When looking at the relationship between the U.S. and Latin America you can see that the U.S. has used “democracy promotion” if you will, as cover for U.S. imperialism in Latin America. The U.S. supported anti-communist regimes that were often undemocratic because they were capable of protecting U.S. interests during the Cold War. Looking back you can see that U.S. relations in Latin America since the end of the Cold War, the U.S. was merely changing its means of establishing U.S. friendly governments by promoting democracy in moderation.

One of the main goals of the U.S. policy in Latin America has been the protection of resources for extraction. The history of U.S. relations in Latin America shows that the promotion of democracy is secondary to economic and social factors.1 While the U.S. claims to have a belief of “promoting democracy” in Latin America, justification for U.S. intervention has been most times been questionable and inconsistent. U.S. policy has gone through cycles of concern and neglect and these range from the Alliance for Progress of JFK, to the almost apathy of Nixon/Ford, to the human rights concerns of Carter, to the military solutions of Reagan. At all times the U.S. has sought to keep just enough controlling influence over the states of Latin America, in an effort to prevent change.3 The Truman Doctrine was what mainly outlined the U.S. policy along with the self- appointed role of the U.S. as ‘global policeman’.

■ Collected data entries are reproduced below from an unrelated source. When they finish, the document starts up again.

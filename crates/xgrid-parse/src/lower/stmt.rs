use xgrid_hostast as host;
use xgrid_ir::{Expression, Statement, StencilCtx, Terminal, Variable};
use xgrid_types::{ReferenceType, Type, ValueType};
use xgrid_util::Location;

use crate::context::{ContextGuard, ContextTag};
use crate::environment::{EnvEntry, Pragma};
use crate::error::SemanticError;

use super::Lowerer;

impl Lowerer<'_> {
	pub(crate) fn lower_block(
		&mut self,
		stmts: &[host::Stmt],
	) -> Result<Vec<Statement>, SemanticError> {
		let mut out = Vec::with_capacity(stmts.len());
		for stmt in stmts {
			self.lower_one(stmt, &mut out)?;
		}
		Ok(out)
	}

	fn lower_one(&mut self, stmt: &host::Stmt, out: &mut Vec<Statement>) -> Result<(), SemanticError> {
		match stmt {
			host::Stmt::Expr { value, location } => {
				if self.context.in_raw_c() {
					let host::Expr::Constant {
						value: host::Constant::Str(src),
						..
					} = value
					else {
						return Err(SemanticError::new(
							location.clone(),
							"a 'with c():' block may only contain string-literal statements",
						));
					};
					out.push(Statement::Inline {
						source: src.clone(),
						location: location.clone(),
					});
				} else {
					let e = self.lower_expr(value)?;
					out.push(Statement::Evaluation {
						value: e,
						location: location.clone(),
					});
				}
				Ok(())
			}
			host::Stmt::Assign {
				target,
				annotation,
				value,
				location,
			} => {
				let rhs = self.lower_expr(value)?;
				if let Some(raw) = annotation {
					let declared = super::resolve_annotation(raw, self.env, location)?;
					if declared != rhs.ty() {
						return Err(SemanticError::new(
							location.clone(),
							format!(
								"declared type {declared} does not match assigned value type {}",
								rhs.ty()
							),
						));
					}
				}
				let terminal = self.lower_target(target, &rhs.ty(), annotation.is_some(), location)?;
				out.push(Statement::Assignment {
					terminal,
					value: rhs,
					location: location.clone(),
				});
				Ok(())
			}
			host::Stmt::AugAssign {
				target,
				op,
				value,
				location,
			} => {
				let left = self.lower_expr(target)?;
				let right = self.lower_expr(value)?;
				let combined = self.build_binary(*op, left, right, location)?;
				let terminal = self.lower_target(target, &combined.ty(), false, location)?;
				out.push(Statement::Assignment {
					terminal,
					value: combined,
					location: location.clone(),
				});
				Ok(())
			}
			host::Stmt::Return { value, location } => {
				let lowered = value.as_ref().map(|v| self.lower_expr(v)).transpose()?;
				let ty = lowered.as_ref().map(Expression::ty).unwrap_or(Type::Void);
				if ty != self.return_type {
					return Err(SemanticError::new(
						location.clone(),
						format!(
							"return type mismatch: declared {}, got {ty}",
							self.return_type
						),
					));
				}
				out.push(Statement::Return {
					value: lowered,
					location: location.clone(),
				});
				Ok(())
			}
			host::Stmt::If {
				test,
				body,
				orelse,
				location,
			} => {
				let cond = self.lower_expr(test)?;
				if cond.ty() != Type::Value(ValueType::Bool) {
					return Err(SemanticError::new(location.clone(), "'if' condition must be bool"));
				}
				let lowered_body = {
					let _guard = ContextGuard::push(&mut self.context, ContextTag::If);
					self.lower_block(body)?
				};
				let lowered_orelse = {
					let _guard = ContextGuard::push(&mut self.context, ContextTag::If);
					self.lower_block(orelse)?
				};
				out.push(Statement::If {
					condition: cond,
					body: lowered_body,
					orelse: lowered_orelse,
					location: location.clone(),
				});
				Ok(())
			}
			host::Stmt::While { test, body, location } => {
				let cond = self.lower_expr(test)?;
				if cond.ty() != Type::Value(ValueType::Bool) {
					return Err(SemanticError::new(
						location.clone(),
						"'while' condition must be bool",
					));
				}
				let lowered_body = {
					let _guard = ContextGuard::push(&mut self.context, ContextTag::While);
					self.lower_block(body)?
				};
				out.push(Statement::While {
					condition: cond,
					body: lowered_body,
					location: location.clone(),
				});
				Ok(())
			}
			host::Stmt::For {
				target,
				start,
				stop,
				step,
				body,
				location,
			} => {
				let start_e = self.lower_expr(start)?;
				let stop_e = self.lower_expr(stop)?;
				let step_e = self.lower_expr(step)?;
				let ty = start_e.ty();
				if !matches!(&ty, Type::Value(v) if v.is_number()) || ty != stop_e.ty() || ty != step_e.ty() {
					return Err(SemanticError::new(
						location.clone(),
						"'for' start/end/step must share the same Number type",
					));
				}
				let loop_var = Variable::new(target.clone(), ty);
				self.scope.insert(target.clone(), loop_var.clone());
				let lowered_body = self.lower_block(body)?;
				out.push(Statement::For {
					variable: loop_var,
					start: start_e,
					end: stop_e,
					step: step_e,
					body: lowered_body,
					location: location.clone(),
				});
				Ok(())
			}
			host::Stmt::With { context, body, location } => {
				self.lower_with(context, body, location, out)
			}
			host::Stmt::Import { .. } => {
				let host::Stmt::Import { module, .. } = stmt else {
					unreachable!()
				};
				self.includes.push(module.clone());
				Ok(())
			}
		}
	}

	fn lower_with(
		&mut self,
		context: &host::Expr,
		body: &[host::Stmt],
		location: &Location,
		out: &mut Vec<Statement>,
	) -> Result<(), SemanticError> {
		let host::Expr::Call { func, args, .. } = context else {
			return Err(SemanticError::new(
				location.clone(),
				"unsupported 'with' context manager",
			));
		};
		let host::Expr::Name { id, .. } = func.as_ref() else {
			return Err(SemanticError::new(
				location.clone(),
				"unsupported 'with' context manager",
			));
		};

		match self.env.get(id) {
			Some(EnvEntry::Pragma(Pragma::C)) => {
				let _guard = ContextGuard::push(&mut self.context, ContextTag::C);
				out.extend(self.lower_block(body)?);
				Ok(())
			}
			Some(EnvEntry::Pragma(Pragma::Boundary)) => {
				if self.context.has_boundary() {
					return Err(SemanticError::new(
						location.clone(),
						"nested 'boundary' contexts are not allowed",
					));
				}
				let [mask_expr] = args else {
					return Err(SemanticError::new(
						location.clone(),
						"'boundary' expects exactly one mask argument",
					));
				};
				let mask = self.eval_int_literal(mask_expr)?;
				if mask < 0 {
					return Err(SemanticError::new(
						location.clone(),
						"boundary mask must be a non-negative integer constant",
					));
				}
				let _guard =
					ContextGuard::push(&mut self.context, ContextTag::Boundary(mask as i32));
				out.extend(self.lower_block(body)?);
				Ok(())
			}
			_ => Err(SemanticError::new(
				location.clone(),
				format!("'{id}' is not a recognized 'with' context manager"),
			)),
		}
	}

	/// Resolve an assignment's left-hand side. `has_annotation` tells us a
	/// declared-type check already happened at the call site (`Assign`); for
	/// a bare new local with no annotation, that's an error.
	fn lower_target(
		&mut self,
		target: &host::Expr,
		rhs_ty: &Type,
		has_annotation: bool,
		location: &Location,
	) -> Result<Terminal, SemanticError> {
		match target {
			host::Expr::Name { id, .. } => {
				if let Some(existing) = self.scope.get(id) {
					if matches!(existing.ty, Type::Reference(ReferenceType::Grid(_, _))) {
						return Err(SemanticError::new(
							location.clone(),
							"grids are not value-assignable",
						));
					}
					if existing.ty != *rhs_ty {
						return Err(SemanticError::new(
							location.clone(),
							format!(
								"cannot assign {rhs_ty} to '{id}' of type {}",
								existing.ty
							),
						));
					}
					Ok(Terminal::Identifier(existing.clone()))
				} else if has_annotation {
					let var = Variable::new(id.clone(), rhs_ty.clone());
					self.scope.insert(id.clone(), var.clone());
					Ok(Terminal::Identifier(var))
				} else {
					Err(SemanticError::new(
						location.clone(),
						format!("assignment to new local '{id}' requires a type annotation"),
					))
				}
			}
			host::Expr::Attribute { value, attr, .. } => {
				let base_expr = self.lower_expr(value)?;
				let base_ty = base_expr.ty();
				let field_ty = self.field_type(&base_ty, attr, location)?;
				if field_ty != *rhs_ty {
					return Err(SemanticError::new(
						location.clone(),
						format!("field '{attr}' expects {field_ty}, got {rhs_ty}"),
					));
				}
				let base_terminal = self.lower_target(value, &base_ty, false, location)?;
				Ok(Terminal::Access {
					base: Box::new(base_terminal),
					field: attr.clone(),
					ty: field_ty,
				})
			}
			host::Expr::Subscript { value, slice, .. } => {
				let Expression::Stencil(stencil) =
					self.lower_subscript(value, slice, StencilCtx::Store, None, location)?
				else {
					unreachable!("lower_subscript always returns a Stencil expression")
				};
				let elem_ty = match &stencil.grid.ty {
					Type::Reference(ReferenceType::Grid(elem, _)) => Type::Value(elem.clone()),
					_ => unreachable!(),
				};
				if elem_ty != *rhs_ty {
					return Err(SemanticError::new(
						location.clone(),
						format!(
							"grid '{}' has element type {elem_ty}, cannot store {rhs_ty}",
							stencil.grid.name
						),
					));
				}
				Ok(Terminal::Stencil(stencil))
			}
			other => Err(SemanticError::new(
				other.location().clone(),
				"invalid assignment target",
			)),
		}
	}
}
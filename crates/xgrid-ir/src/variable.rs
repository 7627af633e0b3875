use xgrid_types::Type;
use xgrid_util::RString;

/// A named, typed storage slot: a parameter, a local, or a loop variable.
#[derive(Debug, Clone, PartialEq, Eq)]
pub struct Variable {
	pub name: RString,
	pub ty: Type,
}

impl Variable {
	#[must_use]
	pub fn new(name: impl Into<RString>, ty: Type) -> Self {
		Self {
			name: name.into(),
			ty,
		}
	}
}

/// A callable's argument list and return type.
#[derive(Debug, Clone, PartialEq, Eq)]
pub struct Signature {
	pub args: Vec<(RString, Type)>,
	pub return_type: Type,
}

impl Signature {
	#[must_use]
	pub fn new(args: Vec<(RString, Type)>, return_type: Type) -> Self {
		Self { args, return_type }
	}

	#[must_use]
	pub fn arg_type(&self, name: &str) -> Option<&Type> {
		self.args.iter().find(|(n, _)| n.as_str() == name).map(|(_, t)| t)
	}
}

From 1947 until the collapse of the Soviet Union in 1991, U.S. national security policy toward Latin America was driven by trying to stop the spread of communism. Since 1979 the Soviet Union has helped to consolidate the revolutionary regime in Nicaragua, also by providing considerable aid, mainly through proxies, and other third parties—to revolutionaries elsewhere in Latin America, and which then increased its efforts to develop favorable political and economic ties with such countries as Argentina, Brazil, and Mexico. Throughout years Latin America had been less important in the USSR's rivalry with the United States than other Third World areas such as Asia and the Middle East, where Soviet stakes were greater and Soviet power less controlled. To some degree the Soviet Union only had an interest in Latin America due to the ongoing competition with the United States, of which whom had some moral obligation to support revolutionary causes around the world. So therefore Moscow's basic aim in the region was always to outdo and undermine U.S. influence. Moscow tried doing this by strengthening Soviet diplomatic, economic, and military ties with governments of Latin America and by promoting radical change. Back in the 80’s Cuba was a key player in Soviet relations with Latin America both as a dependent ally helping Moscow's interests and also as an independent player influencing Soviet policies and tactics.